Assigned task ::
Lines in the data below that contain the word "Send" are to be copied.

Given records ::
********

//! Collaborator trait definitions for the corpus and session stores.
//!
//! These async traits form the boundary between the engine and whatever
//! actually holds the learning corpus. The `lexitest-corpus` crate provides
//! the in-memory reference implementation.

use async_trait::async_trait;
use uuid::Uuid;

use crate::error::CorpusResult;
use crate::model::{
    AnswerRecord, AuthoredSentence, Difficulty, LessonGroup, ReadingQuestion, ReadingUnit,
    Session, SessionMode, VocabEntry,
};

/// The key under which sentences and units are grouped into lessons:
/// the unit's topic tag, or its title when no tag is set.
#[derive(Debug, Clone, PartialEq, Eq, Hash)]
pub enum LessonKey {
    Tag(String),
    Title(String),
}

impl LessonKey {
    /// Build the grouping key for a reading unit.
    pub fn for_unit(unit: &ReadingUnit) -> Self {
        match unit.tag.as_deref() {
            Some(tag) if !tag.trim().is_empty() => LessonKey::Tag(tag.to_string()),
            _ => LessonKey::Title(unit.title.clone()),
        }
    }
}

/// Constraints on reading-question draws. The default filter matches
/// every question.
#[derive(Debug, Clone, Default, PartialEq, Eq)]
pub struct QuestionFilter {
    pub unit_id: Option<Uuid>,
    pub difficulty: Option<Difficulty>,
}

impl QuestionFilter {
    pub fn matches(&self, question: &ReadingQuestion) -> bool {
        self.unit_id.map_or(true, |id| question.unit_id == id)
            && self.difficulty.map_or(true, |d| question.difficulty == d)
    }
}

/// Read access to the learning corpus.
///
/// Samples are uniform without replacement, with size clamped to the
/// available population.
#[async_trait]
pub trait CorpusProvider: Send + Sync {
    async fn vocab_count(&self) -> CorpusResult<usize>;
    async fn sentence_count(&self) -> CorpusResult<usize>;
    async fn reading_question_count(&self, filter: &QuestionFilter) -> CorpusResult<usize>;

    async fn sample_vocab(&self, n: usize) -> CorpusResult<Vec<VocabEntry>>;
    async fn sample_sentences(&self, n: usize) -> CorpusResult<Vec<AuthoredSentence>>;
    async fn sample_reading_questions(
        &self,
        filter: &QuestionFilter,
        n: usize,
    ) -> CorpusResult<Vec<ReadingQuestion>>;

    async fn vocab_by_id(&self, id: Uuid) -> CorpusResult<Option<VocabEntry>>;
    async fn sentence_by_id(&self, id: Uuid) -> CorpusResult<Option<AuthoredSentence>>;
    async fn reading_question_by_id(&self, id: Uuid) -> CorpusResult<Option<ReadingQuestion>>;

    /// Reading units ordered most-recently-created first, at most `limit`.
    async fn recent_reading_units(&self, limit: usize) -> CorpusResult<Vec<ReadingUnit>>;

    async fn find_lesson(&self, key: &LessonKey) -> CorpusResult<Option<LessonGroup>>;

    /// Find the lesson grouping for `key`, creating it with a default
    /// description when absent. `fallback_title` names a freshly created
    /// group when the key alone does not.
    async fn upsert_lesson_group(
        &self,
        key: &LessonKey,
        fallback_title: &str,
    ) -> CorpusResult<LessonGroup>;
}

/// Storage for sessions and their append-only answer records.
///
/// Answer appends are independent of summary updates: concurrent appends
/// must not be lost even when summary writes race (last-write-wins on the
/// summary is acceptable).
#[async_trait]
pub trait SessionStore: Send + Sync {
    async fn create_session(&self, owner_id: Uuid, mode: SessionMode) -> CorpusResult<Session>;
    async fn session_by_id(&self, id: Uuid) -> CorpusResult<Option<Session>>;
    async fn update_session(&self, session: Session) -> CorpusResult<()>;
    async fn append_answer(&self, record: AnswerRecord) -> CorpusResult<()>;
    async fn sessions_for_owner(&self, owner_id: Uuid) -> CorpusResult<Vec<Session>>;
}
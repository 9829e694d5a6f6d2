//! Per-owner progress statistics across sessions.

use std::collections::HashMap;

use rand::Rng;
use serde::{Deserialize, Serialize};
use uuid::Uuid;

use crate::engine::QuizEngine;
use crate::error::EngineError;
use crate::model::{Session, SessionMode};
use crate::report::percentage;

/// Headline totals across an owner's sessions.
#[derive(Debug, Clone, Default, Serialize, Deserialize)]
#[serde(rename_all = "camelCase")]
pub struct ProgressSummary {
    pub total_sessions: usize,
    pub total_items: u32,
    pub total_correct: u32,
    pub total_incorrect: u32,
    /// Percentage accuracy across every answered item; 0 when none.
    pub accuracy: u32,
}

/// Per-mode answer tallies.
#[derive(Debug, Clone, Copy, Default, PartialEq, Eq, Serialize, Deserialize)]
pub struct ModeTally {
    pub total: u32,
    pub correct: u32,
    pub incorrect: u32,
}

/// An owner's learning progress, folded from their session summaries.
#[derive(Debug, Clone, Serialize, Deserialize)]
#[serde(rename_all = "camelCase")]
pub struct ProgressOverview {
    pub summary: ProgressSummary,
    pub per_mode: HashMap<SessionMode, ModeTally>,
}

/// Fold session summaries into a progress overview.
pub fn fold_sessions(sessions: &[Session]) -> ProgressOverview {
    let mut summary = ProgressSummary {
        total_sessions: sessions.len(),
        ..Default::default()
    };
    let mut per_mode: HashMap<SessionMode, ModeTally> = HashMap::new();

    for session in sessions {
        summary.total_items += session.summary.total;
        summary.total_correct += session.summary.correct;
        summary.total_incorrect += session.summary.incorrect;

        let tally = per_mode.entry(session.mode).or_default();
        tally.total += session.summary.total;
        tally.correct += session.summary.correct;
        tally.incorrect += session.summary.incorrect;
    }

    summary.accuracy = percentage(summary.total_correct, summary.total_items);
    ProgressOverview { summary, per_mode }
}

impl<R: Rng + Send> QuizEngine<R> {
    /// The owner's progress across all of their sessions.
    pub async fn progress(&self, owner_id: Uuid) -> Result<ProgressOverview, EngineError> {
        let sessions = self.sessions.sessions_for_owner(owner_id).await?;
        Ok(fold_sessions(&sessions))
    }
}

********

The answer ::
pub trait CorpusProvider: Send + Sync {
pub trait SessionStore: Send + Sync {
impl<R: Rng + Send> QuizEngine<R> {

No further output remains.